_Exercise directions_: Needed from the data below: every line from the one with "filename crates/pacsweb-parser/src/portfolio.rs" up to and including the one with "pub fn validate_item(item: &Value)", repeated exactly and with nothing else.

_Items from a data source_:
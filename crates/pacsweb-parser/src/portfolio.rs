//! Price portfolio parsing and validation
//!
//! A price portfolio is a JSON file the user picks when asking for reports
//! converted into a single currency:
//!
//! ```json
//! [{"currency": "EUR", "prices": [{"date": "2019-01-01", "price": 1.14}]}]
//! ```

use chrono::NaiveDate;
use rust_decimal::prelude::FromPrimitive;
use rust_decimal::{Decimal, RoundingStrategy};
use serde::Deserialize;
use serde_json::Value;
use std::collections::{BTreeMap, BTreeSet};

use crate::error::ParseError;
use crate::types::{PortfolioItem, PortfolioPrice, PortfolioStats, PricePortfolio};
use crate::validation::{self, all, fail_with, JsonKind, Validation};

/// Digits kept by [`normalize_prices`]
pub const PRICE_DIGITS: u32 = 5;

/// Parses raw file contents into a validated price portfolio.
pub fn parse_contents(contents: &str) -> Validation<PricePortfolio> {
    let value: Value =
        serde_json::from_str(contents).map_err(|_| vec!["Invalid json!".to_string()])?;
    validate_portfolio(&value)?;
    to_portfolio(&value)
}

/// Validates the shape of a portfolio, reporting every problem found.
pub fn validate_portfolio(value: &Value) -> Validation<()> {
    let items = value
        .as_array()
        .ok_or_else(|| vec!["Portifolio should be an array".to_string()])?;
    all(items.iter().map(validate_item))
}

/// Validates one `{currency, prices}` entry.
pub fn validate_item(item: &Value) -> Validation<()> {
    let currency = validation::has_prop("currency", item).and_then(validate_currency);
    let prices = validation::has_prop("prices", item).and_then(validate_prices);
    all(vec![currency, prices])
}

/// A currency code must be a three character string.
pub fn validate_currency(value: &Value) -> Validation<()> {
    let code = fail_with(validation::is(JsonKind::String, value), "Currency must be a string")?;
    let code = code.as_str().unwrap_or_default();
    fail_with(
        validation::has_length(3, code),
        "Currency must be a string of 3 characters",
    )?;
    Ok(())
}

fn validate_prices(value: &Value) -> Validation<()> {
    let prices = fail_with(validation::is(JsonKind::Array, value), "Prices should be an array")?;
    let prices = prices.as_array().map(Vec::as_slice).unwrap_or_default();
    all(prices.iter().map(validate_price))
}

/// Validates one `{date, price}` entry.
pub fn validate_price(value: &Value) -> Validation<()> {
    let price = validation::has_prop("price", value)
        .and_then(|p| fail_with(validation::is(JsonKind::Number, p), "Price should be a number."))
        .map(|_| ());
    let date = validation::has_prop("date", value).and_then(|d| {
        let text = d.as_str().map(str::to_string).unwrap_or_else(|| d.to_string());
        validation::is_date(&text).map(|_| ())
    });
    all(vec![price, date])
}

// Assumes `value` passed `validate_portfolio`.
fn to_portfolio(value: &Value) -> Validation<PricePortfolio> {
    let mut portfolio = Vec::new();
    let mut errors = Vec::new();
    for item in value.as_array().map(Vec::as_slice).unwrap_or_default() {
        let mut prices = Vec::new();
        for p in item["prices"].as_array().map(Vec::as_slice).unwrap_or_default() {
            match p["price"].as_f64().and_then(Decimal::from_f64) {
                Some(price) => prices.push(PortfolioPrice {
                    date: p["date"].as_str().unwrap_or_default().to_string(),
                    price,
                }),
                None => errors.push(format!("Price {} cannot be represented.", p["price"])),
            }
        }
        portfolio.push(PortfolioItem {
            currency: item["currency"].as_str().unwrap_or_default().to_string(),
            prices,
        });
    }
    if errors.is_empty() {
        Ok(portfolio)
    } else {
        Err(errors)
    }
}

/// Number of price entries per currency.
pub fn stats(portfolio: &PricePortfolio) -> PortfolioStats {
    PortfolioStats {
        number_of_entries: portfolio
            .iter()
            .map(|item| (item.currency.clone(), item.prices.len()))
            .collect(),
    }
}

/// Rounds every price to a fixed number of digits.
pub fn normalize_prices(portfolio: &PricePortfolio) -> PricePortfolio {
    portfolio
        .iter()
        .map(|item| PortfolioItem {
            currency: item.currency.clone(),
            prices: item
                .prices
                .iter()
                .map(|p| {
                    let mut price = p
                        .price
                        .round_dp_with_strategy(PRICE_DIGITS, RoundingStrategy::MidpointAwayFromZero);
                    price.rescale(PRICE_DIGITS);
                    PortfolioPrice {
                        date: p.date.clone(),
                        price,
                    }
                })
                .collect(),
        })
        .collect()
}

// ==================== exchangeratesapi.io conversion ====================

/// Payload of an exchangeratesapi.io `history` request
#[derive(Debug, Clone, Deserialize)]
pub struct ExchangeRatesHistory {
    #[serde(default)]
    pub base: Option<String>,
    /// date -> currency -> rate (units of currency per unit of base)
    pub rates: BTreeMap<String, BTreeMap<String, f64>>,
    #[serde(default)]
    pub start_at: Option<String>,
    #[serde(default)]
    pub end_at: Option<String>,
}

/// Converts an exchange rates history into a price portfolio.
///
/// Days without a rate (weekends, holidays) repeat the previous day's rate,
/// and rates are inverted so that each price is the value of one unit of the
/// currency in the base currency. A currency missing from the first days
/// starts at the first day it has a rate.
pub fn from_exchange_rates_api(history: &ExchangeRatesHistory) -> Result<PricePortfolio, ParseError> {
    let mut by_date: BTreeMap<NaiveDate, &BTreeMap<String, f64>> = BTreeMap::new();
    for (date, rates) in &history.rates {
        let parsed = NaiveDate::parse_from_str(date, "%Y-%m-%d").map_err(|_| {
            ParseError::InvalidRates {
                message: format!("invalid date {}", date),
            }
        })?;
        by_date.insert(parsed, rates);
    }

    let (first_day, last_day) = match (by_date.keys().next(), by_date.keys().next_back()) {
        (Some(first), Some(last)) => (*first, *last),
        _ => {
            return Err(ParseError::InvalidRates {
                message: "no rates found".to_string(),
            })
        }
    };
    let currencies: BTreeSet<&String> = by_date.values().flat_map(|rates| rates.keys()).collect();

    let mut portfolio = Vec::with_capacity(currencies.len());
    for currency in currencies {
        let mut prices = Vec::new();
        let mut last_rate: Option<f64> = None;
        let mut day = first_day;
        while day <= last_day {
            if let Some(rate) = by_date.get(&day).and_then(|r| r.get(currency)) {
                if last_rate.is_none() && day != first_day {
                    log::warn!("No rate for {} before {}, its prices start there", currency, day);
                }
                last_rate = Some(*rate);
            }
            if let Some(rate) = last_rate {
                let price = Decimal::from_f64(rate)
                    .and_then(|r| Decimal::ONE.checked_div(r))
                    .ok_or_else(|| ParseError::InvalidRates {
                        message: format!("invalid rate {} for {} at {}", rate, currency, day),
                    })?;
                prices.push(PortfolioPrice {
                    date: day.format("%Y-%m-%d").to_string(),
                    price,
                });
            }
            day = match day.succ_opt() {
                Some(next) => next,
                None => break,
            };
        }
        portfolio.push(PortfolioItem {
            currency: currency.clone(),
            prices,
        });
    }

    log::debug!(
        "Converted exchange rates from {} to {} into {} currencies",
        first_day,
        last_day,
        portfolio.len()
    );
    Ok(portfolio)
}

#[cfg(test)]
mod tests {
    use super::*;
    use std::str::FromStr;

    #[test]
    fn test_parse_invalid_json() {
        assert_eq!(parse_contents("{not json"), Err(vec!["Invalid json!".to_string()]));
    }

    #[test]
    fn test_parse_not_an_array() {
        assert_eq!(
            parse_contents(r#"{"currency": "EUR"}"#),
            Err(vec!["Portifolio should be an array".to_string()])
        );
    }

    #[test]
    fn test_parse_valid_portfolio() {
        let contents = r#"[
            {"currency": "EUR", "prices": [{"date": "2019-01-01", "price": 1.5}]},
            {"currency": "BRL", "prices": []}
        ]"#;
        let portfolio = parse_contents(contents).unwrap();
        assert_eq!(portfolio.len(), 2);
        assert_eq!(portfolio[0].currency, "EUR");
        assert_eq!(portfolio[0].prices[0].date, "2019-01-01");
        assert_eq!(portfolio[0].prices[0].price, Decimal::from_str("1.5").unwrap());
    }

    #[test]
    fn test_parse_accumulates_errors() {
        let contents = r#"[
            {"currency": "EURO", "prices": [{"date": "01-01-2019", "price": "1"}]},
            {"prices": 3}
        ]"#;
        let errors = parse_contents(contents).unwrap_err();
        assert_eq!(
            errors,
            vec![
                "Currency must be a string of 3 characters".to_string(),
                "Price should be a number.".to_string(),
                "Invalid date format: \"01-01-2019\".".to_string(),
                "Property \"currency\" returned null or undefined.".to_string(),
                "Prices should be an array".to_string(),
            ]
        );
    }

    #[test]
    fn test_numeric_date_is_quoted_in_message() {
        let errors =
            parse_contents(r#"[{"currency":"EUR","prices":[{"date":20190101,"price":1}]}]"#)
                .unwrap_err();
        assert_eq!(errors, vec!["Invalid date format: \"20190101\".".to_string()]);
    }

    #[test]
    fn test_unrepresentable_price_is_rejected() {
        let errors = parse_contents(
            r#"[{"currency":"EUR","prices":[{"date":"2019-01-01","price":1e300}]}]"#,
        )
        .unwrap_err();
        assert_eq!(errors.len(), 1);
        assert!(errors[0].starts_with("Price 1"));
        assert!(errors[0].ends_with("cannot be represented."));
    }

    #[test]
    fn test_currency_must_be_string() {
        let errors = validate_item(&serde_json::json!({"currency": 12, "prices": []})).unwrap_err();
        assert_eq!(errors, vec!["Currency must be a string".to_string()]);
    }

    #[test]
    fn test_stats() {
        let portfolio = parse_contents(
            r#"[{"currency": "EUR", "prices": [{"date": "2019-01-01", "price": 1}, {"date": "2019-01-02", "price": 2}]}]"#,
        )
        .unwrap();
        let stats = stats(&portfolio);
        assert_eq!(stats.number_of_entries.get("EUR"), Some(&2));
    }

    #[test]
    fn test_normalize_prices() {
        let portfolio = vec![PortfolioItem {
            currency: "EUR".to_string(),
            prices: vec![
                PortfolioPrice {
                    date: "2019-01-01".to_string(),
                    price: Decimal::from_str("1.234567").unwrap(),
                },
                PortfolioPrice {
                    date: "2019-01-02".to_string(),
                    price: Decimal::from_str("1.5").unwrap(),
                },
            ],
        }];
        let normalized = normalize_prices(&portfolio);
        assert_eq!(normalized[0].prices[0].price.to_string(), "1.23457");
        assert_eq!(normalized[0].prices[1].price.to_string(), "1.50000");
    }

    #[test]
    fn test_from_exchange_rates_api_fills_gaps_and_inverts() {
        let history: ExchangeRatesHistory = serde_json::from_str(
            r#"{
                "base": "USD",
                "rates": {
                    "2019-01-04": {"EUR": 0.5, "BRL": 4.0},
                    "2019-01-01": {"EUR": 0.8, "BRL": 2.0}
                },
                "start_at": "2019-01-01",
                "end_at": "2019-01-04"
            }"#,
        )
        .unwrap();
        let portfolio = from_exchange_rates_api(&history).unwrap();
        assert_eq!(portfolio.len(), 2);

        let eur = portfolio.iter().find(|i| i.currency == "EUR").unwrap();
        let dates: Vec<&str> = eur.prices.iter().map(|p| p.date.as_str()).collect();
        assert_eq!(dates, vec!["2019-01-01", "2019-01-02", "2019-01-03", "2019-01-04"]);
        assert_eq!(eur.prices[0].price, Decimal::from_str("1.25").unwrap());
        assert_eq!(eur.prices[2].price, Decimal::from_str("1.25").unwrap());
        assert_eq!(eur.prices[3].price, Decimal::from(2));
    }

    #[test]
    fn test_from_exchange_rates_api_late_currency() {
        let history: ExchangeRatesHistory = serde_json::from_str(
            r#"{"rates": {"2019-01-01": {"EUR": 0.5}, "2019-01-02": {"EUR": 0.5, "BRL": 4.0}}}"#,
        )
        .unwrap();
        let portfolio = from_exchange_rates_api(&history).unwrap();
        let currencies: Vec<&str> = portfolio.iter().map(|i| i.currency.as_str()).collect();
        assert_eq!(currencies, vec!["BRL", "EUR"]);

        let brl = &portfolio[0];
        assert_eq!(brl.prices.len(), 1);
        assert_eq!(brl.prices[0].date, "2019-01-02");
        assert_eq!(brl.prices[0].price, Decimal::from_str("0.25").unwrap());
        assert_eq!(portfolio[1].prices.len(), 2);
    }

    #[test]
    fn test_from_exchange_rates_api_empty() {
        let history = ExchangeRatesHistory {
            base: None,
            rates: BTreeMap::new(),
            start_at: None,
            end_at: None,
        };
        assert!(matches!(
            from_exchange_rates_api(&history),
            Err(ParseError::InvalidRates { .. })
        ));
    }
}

* * *

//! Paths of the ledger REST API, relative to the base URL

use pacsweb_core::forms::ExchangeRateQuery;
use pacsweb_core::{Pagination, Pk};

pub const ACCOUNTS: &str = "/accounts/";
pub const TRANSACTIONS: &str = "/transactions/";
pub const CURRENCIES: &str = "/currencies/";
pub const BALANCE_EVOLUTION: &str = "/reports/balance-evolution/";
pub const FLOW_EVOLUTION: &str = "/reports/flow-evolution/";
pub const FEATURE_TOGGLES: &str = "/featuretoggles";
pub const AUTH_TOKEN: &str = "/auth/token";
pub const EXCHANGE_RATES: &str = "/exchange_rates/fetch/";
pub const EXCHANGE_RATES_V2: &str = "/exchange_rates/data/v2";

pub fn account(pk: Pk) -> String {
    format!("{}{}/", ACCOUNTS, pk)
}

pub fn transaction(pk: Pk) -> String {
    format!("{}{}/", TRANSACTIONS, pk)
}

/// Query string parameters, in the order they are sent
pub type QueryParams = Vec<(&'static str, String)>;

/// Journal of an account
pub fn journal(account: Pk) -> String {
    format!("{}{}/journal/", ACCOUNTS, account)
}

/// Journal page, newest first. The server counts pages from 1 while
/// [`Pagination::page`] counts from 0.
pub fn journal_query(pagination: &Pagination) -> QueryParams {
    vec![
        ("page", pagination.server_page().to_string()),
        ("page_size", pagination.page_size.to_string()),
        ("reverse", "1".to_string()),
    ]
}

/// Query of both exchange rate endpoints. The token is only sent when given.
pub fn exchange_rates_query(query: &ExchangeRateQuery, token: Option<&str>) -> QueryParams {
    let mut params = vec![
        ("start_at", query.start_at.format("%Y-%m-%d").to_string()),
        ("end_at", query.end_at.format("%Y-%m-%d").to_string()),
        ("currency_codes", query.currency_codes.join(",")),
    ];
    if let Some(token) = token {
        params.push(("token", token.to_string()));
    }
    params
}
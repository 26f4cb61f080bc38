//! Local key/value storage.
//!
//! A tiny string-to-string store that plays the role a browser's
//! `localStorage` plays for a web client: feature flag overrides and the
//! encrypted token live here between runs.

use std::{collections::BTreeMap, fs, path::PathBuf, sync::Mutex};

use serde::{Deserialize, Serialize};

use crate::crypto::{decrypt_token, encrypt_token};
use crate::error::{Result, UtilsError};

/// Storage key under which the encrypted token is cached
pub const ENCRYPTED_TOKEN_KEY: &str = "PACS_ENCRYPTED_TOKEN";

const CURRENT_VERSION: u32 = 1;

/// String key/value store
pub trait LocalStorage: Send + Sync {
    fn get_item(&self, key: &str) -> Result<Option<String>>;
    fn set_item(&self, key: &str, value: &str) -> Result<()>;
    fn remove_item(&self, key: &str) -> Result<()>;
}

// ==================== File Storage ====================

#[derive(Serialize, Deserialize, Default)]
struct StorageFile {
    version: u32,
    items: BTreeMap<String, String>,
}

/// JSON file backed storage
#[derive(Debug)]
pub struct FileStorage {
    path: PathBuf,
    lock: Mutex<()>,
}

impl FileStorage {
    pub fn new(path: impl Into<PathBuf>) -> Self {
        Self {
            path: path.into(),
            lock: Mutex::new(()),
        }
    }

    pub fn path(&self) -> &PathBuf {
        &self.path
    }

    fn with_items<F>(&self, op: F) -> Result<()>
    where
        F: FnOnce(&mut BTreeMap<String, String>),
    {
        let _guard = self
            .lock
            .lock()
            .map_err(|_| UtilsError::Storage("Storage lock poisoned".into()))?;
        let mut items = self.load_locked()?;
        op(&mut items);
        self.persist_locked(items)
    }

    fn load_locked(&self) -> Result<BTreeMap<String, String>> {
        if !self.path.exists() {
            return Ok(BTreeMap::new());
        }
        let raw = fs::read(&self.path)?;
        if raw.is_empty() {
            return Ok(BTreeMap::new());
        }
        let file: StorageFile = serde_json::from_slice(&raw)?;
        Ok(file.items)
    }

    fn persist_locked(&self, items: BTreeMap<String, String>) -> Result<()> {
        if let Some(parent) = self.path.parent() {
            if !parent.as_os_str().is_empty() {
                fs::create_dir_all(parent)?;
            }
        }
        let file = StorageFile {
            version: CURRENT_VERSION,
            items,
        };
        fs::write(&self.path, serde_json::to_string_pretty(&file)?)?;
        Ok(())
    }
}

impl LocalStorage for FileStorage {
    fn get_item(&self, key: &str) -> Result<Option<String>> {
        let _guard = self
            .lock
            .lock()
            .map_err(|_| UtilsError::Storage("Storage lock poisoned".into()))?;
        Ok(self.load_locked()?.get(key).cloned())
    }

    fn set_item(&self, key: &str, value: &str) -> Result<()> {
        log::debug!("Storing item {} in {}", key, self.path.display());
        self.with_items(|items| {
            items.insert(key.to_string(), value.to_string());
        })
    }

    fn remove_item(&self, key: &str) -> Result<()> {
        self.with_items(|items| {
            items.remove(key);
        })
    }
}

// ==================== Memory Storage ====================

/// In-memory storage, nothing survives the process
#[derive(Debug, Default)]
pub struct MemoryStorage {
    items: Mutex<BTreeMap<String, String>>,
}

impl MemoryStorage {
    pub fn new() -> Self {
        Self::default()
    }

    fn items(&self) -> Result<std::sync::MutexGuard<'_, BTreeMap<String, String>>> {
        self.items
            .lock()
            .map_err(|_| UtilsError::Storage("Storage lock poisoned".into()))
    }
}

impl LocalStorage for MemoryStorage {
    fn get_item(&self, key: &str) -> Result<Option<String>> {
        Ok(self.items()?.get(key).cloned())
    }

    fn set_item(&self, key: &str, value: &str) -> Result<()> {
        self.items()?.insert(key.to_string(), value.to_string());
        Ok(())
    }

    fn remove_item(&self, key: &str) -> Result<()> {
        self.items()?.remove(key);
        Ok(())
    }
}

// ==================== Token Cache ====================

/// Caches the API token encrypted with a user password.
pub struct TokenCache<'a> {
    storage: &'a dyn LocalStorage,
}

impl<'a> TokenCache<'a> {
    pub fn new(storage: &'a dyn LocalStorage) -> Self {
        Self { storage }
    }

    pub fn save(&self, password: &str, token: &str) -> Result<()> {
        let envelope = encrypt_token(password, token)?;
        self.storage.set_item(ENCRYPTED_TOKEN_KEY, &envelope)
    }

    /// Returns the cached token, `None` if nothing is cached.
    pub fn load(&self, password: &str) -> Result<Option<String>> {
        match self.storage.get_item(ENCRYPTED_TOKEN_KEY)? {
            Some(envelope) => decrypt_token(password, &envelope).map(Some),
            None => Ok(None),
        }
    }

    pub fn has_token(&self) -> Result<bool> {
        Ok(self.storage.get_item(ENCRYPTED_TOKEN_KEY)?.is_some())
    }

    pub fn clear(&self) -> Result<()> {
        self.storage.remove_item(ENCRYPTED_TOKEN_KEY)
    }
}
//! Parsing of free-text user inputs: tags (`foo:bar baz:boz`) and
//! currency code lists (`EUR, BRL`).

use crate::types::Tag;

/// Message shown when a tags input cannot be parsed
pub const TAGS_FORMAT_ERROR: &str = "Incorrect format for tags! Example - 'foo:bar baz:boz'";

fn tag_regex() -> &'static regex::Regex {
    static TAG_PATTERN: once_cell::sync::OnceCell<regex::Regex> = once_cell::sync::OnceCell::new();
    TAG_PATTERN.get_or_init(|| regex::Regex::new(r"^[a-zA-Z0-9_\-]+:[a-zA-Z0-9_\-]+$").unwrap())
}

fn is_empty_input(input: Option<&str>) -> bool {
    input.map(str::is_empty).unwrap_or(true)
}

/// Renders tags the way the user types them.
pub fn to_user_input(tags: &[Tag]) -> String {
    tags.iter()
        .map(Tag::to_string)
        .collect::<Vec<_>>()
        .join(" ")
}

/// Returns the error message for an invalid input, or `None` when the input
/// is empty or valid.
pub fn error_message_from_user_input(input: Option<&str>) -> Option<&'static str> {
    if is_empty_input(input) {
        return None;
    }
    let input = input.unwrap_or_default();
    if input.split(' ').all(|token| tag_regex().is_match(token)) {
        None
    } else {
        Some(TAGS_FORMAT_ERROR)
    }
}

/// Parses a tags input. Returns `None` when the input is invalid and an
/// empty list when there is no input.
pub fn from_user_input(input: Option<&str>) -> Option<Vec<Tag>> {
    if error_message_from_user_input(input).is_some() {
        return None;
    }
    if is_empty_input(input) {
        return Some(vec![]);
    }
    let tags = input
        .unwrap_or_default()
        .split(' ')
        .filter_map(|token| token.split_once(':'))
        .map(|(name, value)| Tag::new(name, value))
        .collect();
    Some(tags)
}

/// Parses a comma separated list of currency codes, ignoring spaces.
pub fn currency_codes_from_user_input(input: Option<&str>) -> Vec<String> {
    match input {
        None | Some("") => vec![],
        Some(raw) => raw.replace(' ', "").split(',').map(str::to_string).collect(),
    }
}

_Your solution_:
filename crates/pacsweb-parser/src/portfolio.rs
//! Price portfolio parsing and validation
//!
//! A price portfolio is a JSON file the user picks when asking for reports
//! converted into a single currency:
//!
//! ```json
//! [{"currency": "EUR", "prices": [{"date": "2019-01-01", "price": 1.14}]}]
//! ```

use chrono::NaiveDate;
use rust_decimal::prelude::FromPrimitive;
use rust_decimal::{Decimal, RoundingStrategy};
use serde::Deserialize;
use serde_json::Value;
use std::collections::{BTreeMap, BTreeSet};

use crate::error::ParseError;
use crate::types::{PortfolioItem, PortfolioPrice, PortfolioStats, PricePortfolio};
use crate::validation::{self, all, fail_with, JsonKind, Validation};

/// Digits kept by [`normalize_prices`]
pub const PRICE_DIGITS: u32 = 5;

/// Parses raw file contents into a validated price portfolio.
pub fn parse_contents(contents: &str) -> Validation<PricePortfolio> {
    let value: Value =
        serde_json::from_str(contents).map_err(|_| vec!["Invalid json!".to_string()])?;
    validate_portfolio(&value)?;
    to_portfolio(&value)
}

/// Validates the shape of a portfolio, reporting every problem found.
pub fn validate_portfolio(value: &Value) -> Validation<()> {
    let items = value
        .as_array()
        .ok_or_else(|| vec!["Portifolio should be an array".to_string()])?;
    all(items.iter().map(validate_item))
}

/// Validates one `{currency, prices}` entry.
pub fn validate_item(item: &Value) -> Validation<()> {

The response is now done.